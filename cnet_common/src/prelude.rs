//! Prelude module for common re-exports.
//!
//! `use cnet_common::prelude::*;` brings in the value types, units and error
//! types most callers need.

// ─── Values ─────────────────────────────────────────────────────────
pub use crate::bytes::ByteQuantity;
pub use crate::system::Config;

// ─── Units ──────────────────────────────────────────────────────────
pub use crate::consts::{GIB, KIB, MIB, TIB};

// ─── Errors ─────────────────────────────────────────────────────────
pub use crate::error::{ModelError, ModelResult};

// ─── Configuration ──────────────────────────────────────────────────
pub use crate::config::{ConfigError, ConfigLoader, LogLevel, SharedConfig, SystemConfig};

▸ WHAT YOU WILL DO:
Output every entry again, exactly as given.

▸ RESULT FOR THIS TASK:
filename cnet_common/src/prelude.rs
//! Prelude module for common re-exports.
//!
//! `use cnet_common::prelude::*;` brings in the value types, units and error
//! types most callers need.

// ─── Values ─────────────────────────────────────────────────────────
pub use crate::bytes::ByteQuantity;
pub use crate::system::Config;

// ─── Units ──────────────────────────────────────────────────────────
pub use crate::consts::{GIB, KIB, MIB, TIB};

// ─── Errors ─────────────────────────────────────────────────────────
pub use crate::error::{ModelError, ModelResult};

// ─── Configuration ──────────────────────────────────────────────────
pub use crate::config::{ConfigError, ConfigLoader, LogLevel, SharedConfig, SystemConfig};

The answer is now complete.